Reframing Literacy
by Steve Petro
Five years ago, I decided to leave my teaching job at a small Quaker school on the Main Line to teach in Philadelphia. At the time, I was rather proud of myself. In the previous four years, I had transformed my teaching and aligned my practice with the school’s “diagnostic and prescriptive” framework. At Delaware Valley Friends School, a school for students with language-based learning disabilities, we teachers identified students’ weaknesses and then, like surgeons, excised those weaknesses with “remediation” and “compensatory strategies.” Those four years made me feel like an expert, like a fixer. And while I didn’t think that I could just swoop in and save my “city students,” I did feel confident that I possessed the knowledge and skills to help them “if they wanted it.”
I remember in my first week at Swenson, I created and assigned, a six-page grammar diagnostic. I explained to the students that it was just a diagnostic: I wasn’t going to evaluate them, I wasn’t going to grade it right or wrong, I was just going to use it to determine what they knew and what they needed taught. I had one student , a very outspoken young woman, who said several times (each time more incensed than the time before): “Why would you give us a test without teaching any of this stuff???” I tried to explain again that I wasn’t grading it, but she was irate . . . and I couldn’t understand why. At the time, it seemed to me that this young woman was either so hard of hearing, so crazy, or just so stupid that she couldn’t understand what a diagnostic was.
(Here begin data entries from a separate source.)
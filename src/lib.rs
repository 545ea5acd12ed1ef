// SPDX-FileCopyrightText: 2025 Alexandre Gomes Gaigalas <alganet@gmail.com>
//
// SPDX-License-Identifier: ISC

//! HAR 1.2 capture of outbound HTTP calls.
//!
//! A [`HarExporter`] owns the archive. Each request gets an
//! [`Interceptor`](interceptor::Interceptor) that turns lifecycle events into
//! one entry, and [`TracingClient`] drives those events for requests it sends
//! itself. [`HarExporter::export`] writes the archive as JSON.

pub mod client;
pub mod config;
pub mod content;
pub mod exporter;
pub mod har;
pub mod helpers;
pub mod interceptor;
pub mod timing;

pub use client::TracingClient;
pub use exporter::HarExporter;

#[cfg(test)]
mod test_helpers;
What I didn’t do was put myself in her place and really listen to her. If I had, I would have seen that here was a young person, in her first week of high school. Like most of the students, she had no doubt travelled far to come to Swenson Vocational, way up in the Far Northeast. People she didn’t know, people who didn’t look like her, people that weren’t from her neighborhood, surrounded her. She was certainly nervous, nervous about how she would be perceived, nervous that she would be labeled, categorized, dismissed. She probably, in that first week, wanted nothing more than to demonstrate what she knew, to show me and everyone else that she had knowledge, that she was smart, that she should be valued and appreciated. But I didn’t give her an opportunity to show those things. What I provided was an impossible test, a test designed to discover how little my students knew, a test that, sure, at one level helped me discover what I would teach that year, but at another level would just confirmed the preconception I had that these kids weren’t as smart as those I taught in suburban private schools.
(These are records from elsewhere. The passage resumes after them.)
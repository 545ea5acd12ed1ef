// SPDX-FileCopyrightText: 2025 Alexandre Gomes Gaigalas <alganet@gmail.com>
//
// SPDX-License-Identifier: ISC

//! Conversions from HTTP message parts into HAR structures.

pub mod cookie;
pub mod headers;
pub mod uri;
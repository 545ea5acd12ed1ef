// SPDX-FileCopyrightText: 2025 Alexandre Gomes Gaigalas <alganet@gmail.com>
//
// SPDX-License-Identifier: ISC

//! Phase timing for a single request.
//!
//! The transport only reports absolute instants ("the socket connected now"),
//! so each phase duration is derived by subtracting the start instant plus
//! every earlier phase from the reported instant. Phases that never fire stay
//! unmeasured and count as zero in later subtractions.

use std::time::{Duration, Instant};

use crate::har::Timings;

/// The seven HAR phases, in their fixed causal order.
#[derive(Debug, Clone, Copy, PartialEq, Eq, PartialOrd, Ord, Hash)]
pub enum Phase {
    Blocked,
    Dns,
    Connect,
    Ssl,
    Send,
    Wait,
    Receive,
}

impl Phase {
    pub const ALL: [Phase; 7] = [
        Phase::Blocked,
        Phase::Dns,
        Phase::Connect,
        Phase::Ssl,
        Phase::Send,
        Phase::Wait,
        Phase::Receive,
    ];

    fn index(self) -> usize {
        self as usize
    }

    /// Phases HAR allows to be reported as `-1` when not measured.
    pub fn is_optional(self) -> bool {
        matches!(
            self,
            Phase::Blocked | Phase::Dns | Phase::Connect | Phase::Ssl
        )
    }
}

/// Monotonic clock anchored at the instant a request began.
#[derive(Debug, Clone)]
pub struct PhaseClock {
    start: Instant,
    phases: [Option<Duration>; 7],
}

impl PhaseClock {
    pub fn new(start: Instant) -> Self {
        Self {
            start,
            phases: [None; 7],
        }
    }

    /// Duration of a phase, `None` when it was never measured.
    pub fn get(&self, phase: Phase) -> Option<Duration> {
        self.phases[phase.index()]
    }

    /// Sum of all measured phases before `phase`.
    fn offset_of(&self, phase: Phase) -> Duration {
        self.phases[..phase.index()]
            .iter()
            .flatten()
            .sum::<Duration>()
    }

    /// Record that `phase` ended at `at` and return its derived duration.
    ///
    /// An instant earlier than the end of the previous phases yields zero,
    /// so durations are never negative.
    pub fn record(&mut self, phase: Phase, at: Instant) -> Duration {
        let elapsed = at.saturating_duration_since(self.start);
        let duration = elapsed.saturating_sub(self.offset_of(phase));
        self.phases[phase.index()] = Some(duration);
        duration
    }

    /// Sum of every measured phase. Unmeasured phases count as zero.
    pub fn total(&self) -> Duration {
        self.phases.iter().flatten().sum()
    }

    /// Convert to the serialized HAR form.
    pub fn to_har(&self) -> Timings {
        let ms = |phase: Phase| match self.get(phase) {
            Some(d) => duration_ms(d),
            None if phase.is_optional() => -1.0,
            None => 0.0,
        };
        Timings {
            blocked: ms(Phase::Blocked),
            dns: ms(Phase::Dns),
            connect: ms(Phase::Connect),
            send: ms(Phase::Send),
            wait: ms(Phase::Wait),
            receive: ms(Phase::Receive),
            ssl: ms(Phase::Ssl),
            comment: None,
        }
    }
}

/// Nanosecond-precision duration rendered as floating milliseconds.
pub fn duration_ms(d: Duration) -> f64 {
    d.as_nanos() as f64 / 1_000_000.0
}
Partly out of a need to move forward and survive, and partly from a very real desire to suppress feelings of shame, I had buried most of my memories of that first year at Swenson. But over the last few weeks—as we have here at PhilWP, I have reframed literacy to include my students’ experiences and voices—these moments of dissonance have come back. I’ve realized that while the deficit model I learned at DVFS had made me feel confident as an instructor and made me feel that I had something to offer the students, it also made me deaf to my students’ voices, deaf to their experience of school, deaf to their experience of the world, and deaf to their knowledge. And the students knew it. They could recognize me as smart; they could see that I had knowledge of a world that they knew nothing about, but they also knew that I didn’t always respect their experiences, that I didn’t always respect their knowledge, and most regrettably, that I didn’t always respect them.
Steve Petro teaches English and Journalism at Parkway West High School. Steve joined the Philadelphia Writing Project in 2013 as a teacher consultant.